__Input material__:
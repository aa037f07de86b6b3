use std::fs::{self, OpenOptions};
use std::io::Write;
use std::path::PathBuf;
use std::time::Duration;

use chrono::Utc;
use clap::ValueEnum;
use reqwest::StatusCode;
use reqwest::blocking::Client;
use serde::{Deserialize, Serialize};
use thiserror::Error;
use tracing::{debug, warn};

use crate::modules::config::LlmSettings;

#[derive(Clone, Copy, Debug, PartialEq, Eq, Serialize, Deserialize, ValueEnum)]
#[serde(rename_all = "lowercase")]
pub enum LlmProvider {
    /// Local Ollama server (`/api/chat`)
    Ollama,
    /// OpenAI-compatible `/v1/chat/completions`
    Openai,
}

impl LlmProvider {
    pub fn label(self) -> &'static str {
        match self {
            LlmProvider::Ollama => "ollama",
            LlmProvider::Openai => "openai",
        }
    }
}

#[derive(Clone, Debug, PartialEq)]
pub struct GenerationParams {
    pub system_prompt: String,
    pub user_input: String,
    pub temperature: f32,
    pub max_tokens: u32,
}

#[derive(Debug, Clone, PartialEq, Eq, Error)]
pub enum GenerateError {
    /// Nothing to call: no credentials, connection refused, timeouts.
    #[error("generation unavailable: {0}")]
    Unavailable(String),
    /// The provider answered but the answer was unusable.
    #[error("provider error: {0}")]
    Provider(String),
}

/// External text generation capability.
pub trait TextGenerator: Send + Sync {
    fn generate(&self, params: &GenerationParams) -> Result<String, GenerateError>;
}

/// Generator used when no provider is configured. Every call fails, so the
/// request worker answers with scripted lines instead.
#[derive(Debug, Clone, Default)]
pub struct OfflineGenerator;

impl TextGenerator for OfflineGenerator {
    fn generate(&self, _params: &GenerationParams) -> Result<String, GenerateError> {
        Err(GenerateError::Unavailable("no LLM credentials configured".into()))
    }
}

#[derive(Debug, Clone)]
pub struct LlmClient {
    host: String,
    model: String,
    provider: LlmProvider,
    api_key: Option<String>,
    max_attempts: u32,
    log_path: Option<PathBuf>,
    http: Client,
}

impl LlmClient {
    pub fn new(settings: &LlmSettings) -> Result<Self, GenerateError> {
        let http = Client::builder()
            .timeout(settings.timeout())
            .build()
            .map_err(|e| GenerateError::Unavailable(format!("http client: {}", e)))?;

        Ok(Self {
            host: settings.host.clone(),
            model: settings.model.clone(),
            provider: settings.provider,
            api_key: settings.api_key.clone(),
            max_attempts: settings.max_attempts.max(1),
            log_path: settings.log_path.clone(),
            http,
        })
    }

    pub fn provider(&self) -> LlmProvider {
        self.provider
    }

    pub fn model(&self) -> &str {
        &self.model
    }

    fn call_once(&self, params: &GenerationParams) -> Result<Exchange, GenerateError> {
        match self.provider {
            LlmProvider::Ollama => self.call_ollama(params),
            LlmProvider::Openai => self.call_openai(params),
        }
    }

    fn call_ollama(&self, params: &GenerationParams) -> Result<Exchange, GenerateError> {
        let url = format!("{}/api/chat", self.host.trim_end_matches('/'));
        let body = ChatRequest {
            model: self.model.clone(),
            stream: false,
            messages: build_chat_messages(params),
            options: OllamaOptions {
                temperature: params.temperature,
                num_predict: params.max_tokens,
            },
        };

        let (request_json, raw_body) = self.post(&url, &body, None)?;
        let parsed: ChatResponse = serde_json::from_str(&raw_body)
            .map_err(|e| GenerateError::Provider(format!("decode: {}; body={}", e, truncate(&raw_body, 200))))?;

        Ok(Exchange {
            request_json,
            response_json: raw_body,
            text: parsed.message.content,
        })
    }

    fn call_openai(&self, params: &GenerationParams) -> Result<Exchange, GenerateError> {
        let url = {
            let trimmed = self.host.trim_end_matches('/');
            if trimmed.ends_with("/v1/chat/completions") {
                trimmed.to_string()
            } else {
                format!("{}/v1/chat/completions", trimmed)
            }
        };

        let body = OpenAiChatRequest {
            model: self.model.clone(),
            stream: false,
            temperature: Some(params.temperature),
            max_tokens: Some(params.max_tokens),
            messages: build_chat_messages(params),
        };

        let headers = build_openai_headers(self.api_key.as_deref())?;
        let (request_json, raw_body) = self.post(&url, &body, Some(headers))?;
        let parsed: OpenAiChatResponse = serde_json::from_str(&raw_body)
            .map_err(|e| GenerateError::Provider(format!("decode: {}; body={}", e, truncate(&raw_body, 200))))?;

        let text = parsed
            .choices
            .into_iter()
            .next()
            .map(|c| c.message.content)
            .unwrap_or_default();

        Ok(Exchange {
            request_json,
            response_json: raw_body,
            text,
        })
    }

    fn post<B: Serialize>(
        &self,
        url: &str,
        body: &B,
        headers: Option<reqwest::header::HeaderMap>,
    ) -> Result<(String, String), GenerateError> {
        let request_json = serde_json::to_string_pretty(body)
            .map_err(|e| GenerateError::Provider(format!("encode request: {}", e)))?;

        let mut request = self.http.post(url).json(body);
        if let Some(headers) = headers {
            request = request.headers(headers);
        }
        let resp = request
            .send()
            .map_err(|e| GenerateError::Unavailable(format!("http: {}", e)))?;
        let status = resp.status();
        let raw_body = resp
            .text()
            .map_err(|e| GenerateError::Unavailable(format!("read body: {}", e)))?;

        if !status.is_success() {
            let message = format!("status={} body={}", status, truncate(&raw_body, 200));
            return Err(if status == StatusCode::TOO_MANY_REQUESTS || status.is_server_error() {
                GenerateError::Unavailable(message)
            } else {
                GenerateError::Provider(message)
            });
        }
        Ok((request_json, raw_body))
    }

    fn log_call(&self, request_json: &str, response_json: &str) {
        let Some(path) = &self.log_path else {
            return;
        };
        if let Some(dir) = path.parent() {
            if let Err(err) = fs::create_dir_all(dir) {
                warn!(error = %err, "failed to create llm log dir");
                return;
            }
        }
        let content = format!(
            "[{}] provider={} model={}\nrequest:\n{}\nresponse:\n{}\n\n",
            Utc::now().to_rfc3339(),
            self.provider.label(),
            self.model,
            request_json,
            response_json
        );
        let result = OpenOptions::new()
            .create(true)
            .append(true)
            .open(path)
            .and_then(|mut f| f.write_all(content.as_bytes()));
        if let Err(err) = result {
            warn!(path = %path.display(), error = %err, "failed to write llm log");
        }
    }
}

impl TextGenerator for LlmClient {
    /// Calls the provider, retrying with a short jitter between attempts.
    fn generate(&self, params: &GenerationParams) -> Result<String, GenerateError> {
        let mut attempts = 0;
        let mut last_err = GenerateError::Unavailable("no attempt made".into());

        while attempts < self.max_attempts {
            attempts += 1;
            if attempts > 1 {
                // 50-150ms
                let jitter_ms = 50 + (rand::random::<u64>() % 100);
                std::thread::sleep(Duration::from_millis(jitter_ms));
            }

            match self.call_once(params) {
                Ok(exchange) => {
                    self.log_call(&exchange.request_json, &exchange.response_json);
                    let text = exchange.text.trim();
                    if text.is_empty() {
                        last_err = GenerateError::Provider("empty completion".into());
                        continue;
                    }
                    debug!(
                        provider = self.provider.label(),
                        attempts,
                        reply = %truncate(text, 80),
                        "llm call succeeded"
                    );
                    return Ok(text.to_string());
                }
                Err(err) => {
                    debug!(provider = self.provider.label(), attempts, error = %err, "llm call failed");
                    last_err = err;
                }
            }
        }

        Err(last_err)
    }
}

fn build_chat_messages(params: &GenerationParams) -> Vec<Message> {
    vec![
        Message {
            role: "system".into(),
            content: params.system_prompt.clone(),
        },
        Message {
            role: "user".into(),
            content: params.user_input.clone(),
        },
    ]
}

fn build_openai_headers(api_key: Option<&str>) -> Result<reqwest::header::HeaderMap, GenerateError> {
    use reqwest::header::{AUTHORIZATION, CONTENT_TYPE, HeaderMap, HeaderValue};
    let Some(key) = api_key.filter(|k| !k.is_empty()) else {
        return Err(GenerateError::Unavailable(
            "missing LLM API key; set --llm-api-key or ISKRA_LLM_API_KEY".into(),
        ));
    };
    let mut headers = HeaderMap::new();
    headers.insert(CONTENT_TYPE, HeaderValue::from_static("application/json"));
    let value = HeaderValue::from_str(&format!("Bearer {}", key))
        .map_err(|e| GenerateError::Unavailable(format!("invalid api key: {}", e)))?;
    headers.insert(AUTHORIZATION, value);
    Ok(headers)
}

struct Exchange {
    request_json: String,
    response_json: String,
    text: String,
}

#[derive(Debug, Serialize)]
struct ChatRequest {
    model: String,
    messages: Vec<Message>,
    stream: bool,
    options: OllamaOptions,
}

#[derive(Debug, Serialize)]
struct OllamaOptions {
    temperature: f32,
    num_predict: u32,
}

#[derive(Debug, Serialize)]
struct OpenAiChatRequest {
    model: String,
    messages: Vec<Message>,
    stream: bool,
    #[serde(skip_serializing_if = "Option::is_none")]
    temperature: Option<f32>,
    #[serde(skip_serializing_if = "Option::is_none")]
    max_tokens: Option<u32>,
}

#[derive(Debug, Serialize)]
struct Message {
    role: String,
    content: String,
}

#[derive(Debug, Deserialize)]
struct ChatResponse {
    message: ChatMessage,
}

#[derive(Debug, Deserialize)]
struct ChatMessage {
    content: String,
}

#[derive(Debug, Deserialize)]
struct OpenAiChatResponse {
    choices: Vec<OpenAiChoice>,
}

#[derive(Debug, Deserialize)]
struct OpenAiChoice {
    message: ChatMessage,
}

/// Shortens `text` to `max` chars on a char boundary.
pub fn truncate(text: &str, max: usize) -> String {
    let mut chars = text.char_indices();
    let cutoff = match chars.nth(max) {
        Some((idx, _)) => idx,
        None => return text.to_string(),
    };
    format!("{}...", &text[..cutoff])
}

#[cfg(test)]
mod tests {
    use super::*;

    #[test]
    fn truncate_respects_char_boundaries() {
        assert_eq!(truncate("привет мир", 6), "привет...");
        assert_eq!(truncate("short", 10), "short");
    }

    #[test]
    fn openai_headers_require_a_key() {
        assert!(matches!(
            build_openai_headers(None),
            Err(GenerateError::Unavailable(_))
        ));
        assert!(matches!(
            build_openai_headers(Some("")),
            Err(GenerateError::Unavailable(_))
        ));
        let headers = build_openai_headers(Some("sk-test")).unwrap();
        assert_eq!(headers["authorization"], "Bearer sk-test");
    }

    #[test]
    fn offline_generator_is_unavailable() {
        let params = GenerationParams {
            system_prompt: "s".into(),
            user_input: "u".into(),
            temperature: 0.9,
            max_tokens: 10,
        };
        assert!(matches!(
            OfflineGenerator.generate(&params),
            Err(GenerateError::Unavailable(_))
        ));
    }

    #[test]
    fn client_without_key_fails_without_network() {
        let settings = LlmSettings {
            max_attempts: 1,
            log_path: None,
            ..LlmSettings::default()
        };
        let client = LlmClient::new(&settings).unwrap();
        let params = GenerationParams {
            system_prompt: "s".into(),
            user_input: "u".into(),
            temperature: 0.9,
            max_tokens: 10,
        };
        assert!(matches!(
            client.generate(&params),
            Err(GenerateError::Unavailable(_))
        ));
    }
}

__Required action__:
Tally the lines in the records that contain the word "completions"; the answer is that number and nothing more.

__Answer space__:
3